Additionally, I see below error message on system log, several times every minute. May not be related and I read the other thread about the same error but could not find any solution over there. I did not install anything other than the base firmware.
Sun Dec 29 11:38:09 2019 kern.err kernel: [126594.149932] cpufreq: __target_index: Failed to change cpu frequency: -22
Sun Dec 29 11:38:09 2019 kern.err kernel: [126594.197826] cpu cpu1: _set_opp_voltage: failed to set voltage (995000 995000 995000 mV): -22
Same behaviour here, and I'm trying to pinpoint the problem for months - I confess that I'm not working that hard on that thought... Here are my hypothesis for now on that I have on this situation:
Might have to do with the way the conversation was started (e.g. from inbound or from outbound). In this case maybe we need 2 rules, one to block in-to-out, and another one from out-to-in
Might be linked to Upnp. Maybe that helps evades restrictions. My router has it enabled for these pesky Xbox...
Already started connection seems not to be dropped. So something like a tunnel would not close immediately.
I'm using specific MAC devices to inject the curfew surgically, so this might also be a factor.
The moment I hit "Restart firewall" whenever I observe this inconsistency, my kids run downs from their bedroom asking if the Internet is down; nope, it's just time for meal!
Beware of smart kids like mines who connects on the guest WiFi, when you forget it open after a party, to bypass these restrictions .
Edit: OpenWrt 18.06.4 r7808-ef686b7292
Edit 2: (Removed, misleading)
Edit 3: This is not UPnP. This is how the rules are ordered that prevent this and there is a brief explanation in this OpenWrt wiki. You actually need to kill the active connections because they are not dropped but new ones are blocked.
Using the Scheduled Tasks, this is how I kill the WiFi connection from the clients, by MAC, that I want the rules to be enforced (restarting the firewall is too intrusive as it resets the connections for everybody):
DjiPi, Thank you for the detailed hypothesis. You are right, I think I may have multiple rules that may be conflicting each other. My internet is behaviour super weird in the last 24 hours. It goes off for some devices and not for others and coming back after a while. I never created any rules based on mac address.
I am not a n/w expert and it is taking lot of time to go through each option and understand. There are just so many options that came with the factory installation.
So I deleted the only forward rule I created and internet seems to be stable at the moment.
Like your trick restarting the firewall lol !!
Will try eduperez's method and see if that works. Will keep you all posted.

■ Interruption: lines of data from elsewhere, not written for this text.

/// Artifact declarations
///
/// Artifacts are immutable once declared; every `with_*` method returns a
/// modified copy and leaves the receiver untouched.
use crate::signing::ArchiveSigner;
use serde::Serialize;
use std::fmt;
use std::path::{Path, PathBuf};
use std::sync::Arc;

#[derive(Debug, Clone, Copy, PartialEq, Eq, Hash, Serialize)]
#[serde(rename_all = "kebab-case")]
pub enum ArtifactKind {
    /// Loose compiled units in a directory
    DirectoryOutput,
    /// One archive of compiled units
    SingleArchive,
    /// Archive embedding other artifacts under the nested prefixes
    CompositeArchive,
}

impl ArtifactKind {
    pub fn is_archive(&self) -> bool {
        !matches!(self, Self::DirectoryOutput)
    }
}

impl fmt::Display for ArtifactKind {
    fn fmt(&self, f: &mut fmt::Formatter<'_>) -> fmt::Result {
        match self {
            Self::DirectoryOutput => write!(f, "directory-output"),
            Self::SingleArchive => write!(f, "single-archive"),
            Self::CompositeArchive => write!(f, "composite-archive"),
        }
    }
}

/// A qualified name and its source text
#[derive(Debug, Clone, PartialEq, Eq)]
pub struct SourceUnit {
    pub qualified_name: String,
    pub source: String,
}

impl SourceUnit {
    pub fn new(qualified_name: impl Into<String>, source: impl Into<String>) -> Self {
        Self {
            qualified_name: qualified_name.into(),
            source: source.into(),
        }
    }
}

#[derive(Debug, Clone, Copy, Default, PartialEq, Eq)]
pub struct BuildOptions {
    /// Write no manifest into the archive
    pub omit_manifest: bool,
    /// Loaded through the sibling-archive loader rather than the classpath
    pub dynamic_load: bool,
}

#[derive(Debug, Clone)]
pub struct Artifact {
    id: String,
    kind: ArtifactKind,
    destination: PathBuf,
    final_name: Option<String>,
    dependencies: Vec<String>,
    sources: Vec<SourceUnit>,
    inner: Vec<String>,
    options: BuildOptions,
    entry_point: Option<String>,
    signer: Option<Arc<dyn ArchiveSigner>>,
}

impl Artifact {
    fn new(
        id: impl Into<String>,
        kind: ArtifactKind,
        destination: impl Into<PathBuf>,
        final_name: Option<String>,
    ) -> Self {
        Self {
            id: id.into(),
            kind,
            destination: destination.into(),
            final_name,
            dependencies: Vec::new(),
            sources: Vec::new(),
            inner: Vec::new(),
            options: BuildOptions::default(),
            entry_point: None,
            signer: None,
        }
    }

    pub fn directory(id: impl Into<String>, destination: impl Into<PathBuf>) -> Self {
        Self::new(id, ArtifactKind::DirectoryOutput, destination, None)
    }

    pub fn single_archive(
        id: impl Into<String>,
        destination: impl Into<PathBuf>,
        final_name: impl Into<String>,
    ) -> Self {
        Self::new(
            id,
            ArtifactKind::SingleArchive,
            destination,
            Some(final_name.into()),
        )
    }

    pub fn composite_archive(
        id: impl Into<String>,
        destination: impl Into<PathBuf>,
        final_name: impl Into<String>,
    ) -> Self {
        Self::new(
            id,
            ArtifactKind::CompositeArchive,
            destination,
            Some(final_name.into()),
        )
    }

    pub fn with_dependencies<I, S>(&self, dependencies: I) -> Self
    where
        I: IntoIterator<Item = S>,
        S: Into<String>,
    {
        Self {
            dependencies: dependencies.into_iter().map(Into::into).collect(),
            ..self.clone()
        }
    }

    pub fn with_sources(&self, sources: Vec<SourceUnit>) -> Self {
        Self {
            sources,
            ..self.clone()
        }
    }

    pub fn with_inner<I, S>(&self, inner: I) -> Self
    where
        I: IntoIterator<Item = S>,
        S: Into<String>,
    {
        Self {
            inner: inner.into_iter().map(Into::into).collect(),
            ..self.clone()
        }
    }

    pub fn with_options(&self, options: BuildOptions) -> Self {
        Self {
            options,
            ..self.clone()
        }
    }

    pub fn with_entry_point(&self, entry_point: impl Into<String>) -> Self {
        Self {
            entry_point: Some(entry_point.into()),
            ..self.clone()
        }
    }

    pub fn with_signer(&self, signer: Arc<dyn ArchiveSigner>) -> Self {
        Self {
            signer: Some(signer),
            ..self.clone()
        }
    }

    pub fn id(&self) -> &str {
        &self.id
    }

    pub fn kind(&self) -> ArtifactKind {
        self.kind
    }

    pub fn destination(&self) -> &Path {
        &self.destination
    }

    pub fn final_name(&self) -> Option<&str> {
        self.final_name.as_deref()
    }

    pub fn dependencies(&self) -> &[String] {
        &self.dependencies
    }

    pub fn sources(&self) -> &[SourceUnit] {
        &self.sources
    }

    pub fn inner(&self) -> &[String] {
        &self.inner
    }

    pub fn options(&self) -> BuildOptions {
        self.options
    }

    pub fn signer(&self) -> Option<&Arc<dyn ArchiveSigner>> {
        self.signer.as_ref()
    }

    /// Entry point as declared, without any fallback
    pub fn declared_entry_point(&self) -> Option<&str> {
        self.entry_point.as_deref()
    }

    /// Declared entry point, falling back to the first source unit
    pub fn entry_point(&self) -> Option<&str> {
        self.entry_point
            .as_deref()
            .or_else(|| self.sources.first().map(|unit| unit.qualified_name.as_str()))
    }

    /// Everything that must be built first: dependencies, then inner
    /// artifacts not already listed as dependencies
    pub fn requirements(&self) -> Vec<&str> {
        let mut requirements: Vec<&str> = self.dependencies.iter().map(String::as_str).collect();
        for inner in &self.inner {
            if !requirements.contains(&inner.as_str()) {
                requirements.push(inner);
            }
        }
        requirements
    }

    /// Where this artifact lands under `build_root`
    pub fn output_path(&self, build_root: &Path) -> PathBuf {
        let directory = build_root.join(&self.destination);
        match &self.final_name {
            Some(name) => directory.join(name),
            None => directory,
        }
    }
}

#[cfg(test)]
mod tests {
    use super::*;

    #[test]
    fn test_with_sources_copies() {
        let base = Artifact::single_archive("lib", "libs", "lib.jar");
        let modified = base.with_sources(vec![SourceUnit::new("a.A", "class A {}")]);
        assert!(base.sources().is_empty());
        assert_eq!(modified.sources().len(), 1);
        assert_eq!(modified.id(), "lib");
    }

    #[test]
    fn test_requirements_merge_inner() {
        let app = Artifact::composite_archive("app", "", "app.jar")
            .with_dependencies(["lib", "util"])
            .with_inner(["util", "extra"]);
        assert_eq!(app.requirements(), vec!["lib", "util", "extra"]);
    }

    #[test]
    fn test_entry_point_defaults_to_first_source() {
        let app = Artifact::composite_archive("app", "", "app.jar").with_sources(vec![
            SourceUnit::new("app.Main", "main"),
            SourceUnit::new("app.Other", "other"),
        ]);
        assert_eq!(app.entry_point(), Some("app.Main"));
        assert_eq!(app.with_entry_point("app.Other").entry_point(), Some("app.Other"));
    }

    #[test]
    fn test_output_path() {
        let root = Path::new("/w/build");
        assert_eq!(
            Artifact::single_archive("lib", "libs", "lib.jar").output_path(root),
            PathBuf::from("/w/build/libs/lib.jar")
        );
        assert_eq!(
            Artifact::directory("gen", "classes").output_path(root),
            PathBuf::from("/w/build/classes")
        );
    }
}
/// A project: the set of artifacts one build works on
use crate::artifact::{Artifact, BuildOptions, SourceUnit};
use crate::error::{BuildError, BuildResult};
use crate::signing::CommandSigner;
use nestle_config::{ArtifactConfig, ArtifactKindConfig, Config};
use nestle_runtime::layout::QUALIFIER_SEPARATOR;
use std::fs;
use std::path::{Component, Path};
use std::sync::Arc;
use tracing::debug;
use walkdir::WalkDir;

#[derive(Debug, Clone, Default)]
pub struct Project {
    name: String,
    artifacts: Vec<Artifact>,
}

impl Project {
    pub fn new(name: impl Into<String>) -> Self {
        Self {
            name: name.into(),
            artifacts: Vec::new(),
        }
    }

    /// Add an artifact; identifiers must be unique
    pub fn add(&mut self, artifact: Artifact) -> BuildResult<()> {
        if self.artifact(artifact.id()).is_some() {
            return Err(BuildError::invalid_artifact(
                artifact.id(),
                "declared more than once",
            ));
        }
        self.artifacts.push(artifact);
        Ok(())
    }

    pub fn with_artifact(mut self, artifact: Artifact) -> BuildResult<Self> {
        self.add(artifact)?;
        Ok(self)
    }

    pub fn name(&self) -> &str {
        &self.name
    }

    /// Artifacts in declaration order
    pub fn artifacts(&self) -> &[Artifact] {
        &self.artifacts
    }

    pub fn artifact(&self, id: &str) -> Option<&Artifact> {
        self.artifacts.iter().find(|artifact| artifact.id() == id)
    }

    /// Build a project from a loaded `nestle.toml`
    ///
    /// Source files are read from each artifact's source roots; a file's
    /// qualified name is its path below the root without the suffix.
    pub fn from_config(config: &Config) -> BuildResult<Self> {
        let suffix = config.project.project.source_suffix.as_str();
        let mut project = Self::new(config.project_name());
        for declared in &config.project.artifacts {
            let mut sources = Vec::new();
            for root in &declared.sources {
                sources.extend(discover_sources(&config.resolve(root), suffix)?);
            }
            project.add(artifact_from_config(declared, sources))?;
        }
        debug!(project = project.name(), artifacts = project.artifacts.len(), "project loaded");
        Ok(project)
    }
}

fn artifact_from_config(declared: &ArtifactConfig, sources: Vec<SourceUnit>) -> Artifact {
    let output = declared.output.clone().unwrap_or_default();
    let base = match declared.kind {
        ArtifactKindConfig::DirectoryOutput => Artifact::directory(&declared.id, &declared.destination),
        ArtifactKindConfig::SingleArchive => {
            Artifact::single_archive(&declared.id, &declared.destination, output)
        }
        ArtifactKindConfig::CompositeArchive => {
            Artifact::composite_archive(&declared.id, &declared.destination, output)
        }
    };

    let mut artifact = base
        .with_dependencies(declared.dependencies.iter().cloned())
        .with_inner(declared.inner.iter().cloned())
        .with_sources(sources)
        .with_options(BuildOptions {
            omit_manifest: declared.omit_manifest,
            dynamic_load: declared.dynamic_load,
        });
    if let Some(entry_point) = &declared.entry_point {
        artifact = artifact.with_entry_point(entry_point);
    }
    if let Some(signer) = declared.sign.as_deref().and_then(CommandSigner::from_command) {
        artifact = artifact.with_signer(Arc::new(signer));
    }
    artifact
}

/// Source units below `root`, in file-name order
pub fn discover_sources(root: &Path, suffix: &str) -> BuildResult<Vec<SourceUnit>> {
    let mut units = Vec::new();
    for entry in WalkDir::new(root).sort_by_file_name() {
        let entry = entry.map_err(|e| {
            let path = e.path().unwrap_or(root).to_path_buf();
            BuildError::io(path, std::io::Error::other(e.to_string()))
        })?;
        let path = entry.path();
        if !entry.file_type().is_file()
            || path.extension().and_then(|ext| ext.to_str()) != Some(suffix)
        {
            continue;
        }

        let Some(qualified_name) = qualified_name_for(root, path) else {
            continue;
        };
        let source = fs::read_to_string(path).map_err(|e| BuildError::io(path, e))?;
        units.push(SourceUnit::new(qualified_name, source));
    }
    Ok(units)
}

/// `root/com/example/Main.java` becomes `com.example.Main`
fn qualified_name_for(root: &Path, file: &Path) -> Option<String> {
    let relative = file.strip_prefix(root).ok()?.with_extension("");
    let parts: Vec<String> = relative
        .components()
        .map(|component| match component {
            Component::Normal(part) => part.to_str().map(str::to_string),
            _ => None,
        })
        .collect::<Option<_>>()?;
    if parts.is_empty() {
        return None;
    }
    Some(parts.join(&QUALIFIER_SEPARATOR.to_string()))
}
/// Build reports
use crate::artifact::ArtifactKind;
use crate::error::{BuildError, BuildResult};
use serde::Serialize;
use sha2::{Digest, Sha256};
use std::fs::File;
use std::io;
use std::path::{Path, PathBuf};
use std::time::Duration;

/// One artifact produced by a build
#[derive(Debug, Clone, PartialEq, Eq, Serialize)]
pub struct BuiltArtifact {
    pub id: String,
    pub kind: ArtifactKind,
    pub output: PathBuf,
    /// Archive entries written, or compiled units for directory outputs
    pub entries: usize,
    /// SHA-256 of the archive file, hex encoded
    #[serde(skip_serializing_if = "Option::is_none")]
    pub sha256: Option<String>,
    pub signed: bool,
    /// Loaded through the sibling-archive loader, not the primary classpath
    pub dynamic_load: bool,
    pub elapsed_ms: u64,
}

#[derive(Debug, Clone, PartialEq, Eq, Serialize)]
pub struct BuildReport {
    pub project: String,
    pub work_dir: PathBuf,
    /// Artifacts in the order they were built
    pub artifacts: Vec<BuiltArtifact>,
    pub elapsed_ms: u64,
}

impl BuildReport {
    pub fn artifact(&self, id: &str) -> Option<&BuiltArtifact> {
        self.artifacts.iter().find(|artifact| artifact.id == id)
    }

    /// Built ids in build order
    pub fn order(&self) -> Vec<&str> {
        self.artifacts.iter().map(|artifact| artifact.id.as_str()).collect()
    }

    /// Outputs marked for dynamic loading, in build order
    ///
    /// These are the paths handed to a sibling-archive resolver.
    pub fn dynamic_load_outputs(&self) -> Vec<&Path> {
        self.artifacts
            .iter()
            .filter(|artifact| artifact.dynamic_load)
            .map(|artifact| artifact.output.as_path())
            .collect()
    }

    pub fn to_json(&self) -> serde_json::Result<String> {
        serde_json::to_string_pretty(self)
    }
}

/// Milliseconds, saturating
pub(crate) fn millis(duration: Duration) -> u64 {
    u64::try_from(duration.as_millis()).unwrap_or(u64::MAX)
}

/// Hex SHA-256 of a file's contents
pub fn sha256_file(path: &Path) -> BuildResult<String> {
    let mut file = File::open(path).map_err(|e| BuildError::io(path, e))?;
    let mut hasher = Sha256::new();
    io::copy(&mut file, &mut hasher).map_err(|e| BuildError::io(path, e))?;
    Ok(format!("{:x}", hasher.finalize()))
}

#[cfg(test)]
mod tests {
    use super::*;

    #[test]
    fn test_sha256_file() {
        let temp = tempfile::NamedTempFile::new().unwrap();
        std::fs::write(temp.path(), b"abc").unwrap();
        assert_eq!(
            sha256_file(temp.path()).unwrap(),
            "ba7816bf8f01cfea414140de5dae2223b00361a396177a9cb410ff61f20015ad"
        );
    }

    #[test]
    fn test_report_json_skips_missing_digest() {
        let report = BuildReport {
            project: "demo".to_string(),
            work_dir: PathBuf::from("/w"),
            artifacts: vec![BuiltArtifact {
                id: "gen".to_string(),
                kind: ArtifactKind::DirectoryOutput,
                output: PathBuf::from("/w/build/gen"),
                entries: 2,
                sha256: None,
                signed: false,
                dynamic_load: true,
                elapsed_ms: 1,
            }],
            elapsed_ms: 3,
        };
        let json: serde_json::Value = serde_json::from_str(&report.to_json().unwrap()).unwrap();
        assert_eq!(json["artifacts"][0]["kind"], "directory-output");
        assert!(json["artifacts"][0].get("sha256").is_none());
        assert_eq!(report.order(), vec!["gen"]);
        assert_eq!(json["artifacts"][0]["dynamic_load"], true);
        assert_eq!(report.dynamic_load_outputs(), vec![Path::new("/w/build/gen")]);
    }
}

Quick update. I kind of made it work but is not consistent. Works roughly 8 out of 10 times.
First off, I had UTC as system time (silly me) and hence it was working sometimes when I set the start and end times in UTC. Then I changed the system time to ET and it is working at expected interval but not always. Still trying to understand if there is a conflicting rule.
Tried creating 2 rules 1 for Accept and other for Reject, still no luck. Will provide an update when I figure it out.
I have 2 questions.
1)Sometimes the computer from where I setup the firewall blocking rule (wireless, not connected via RJ45) is still able to access internet while all other devices couldn't. Is this expected behavior?
2)Do I need to reboot the router every-time I create a new rule or change an existing one?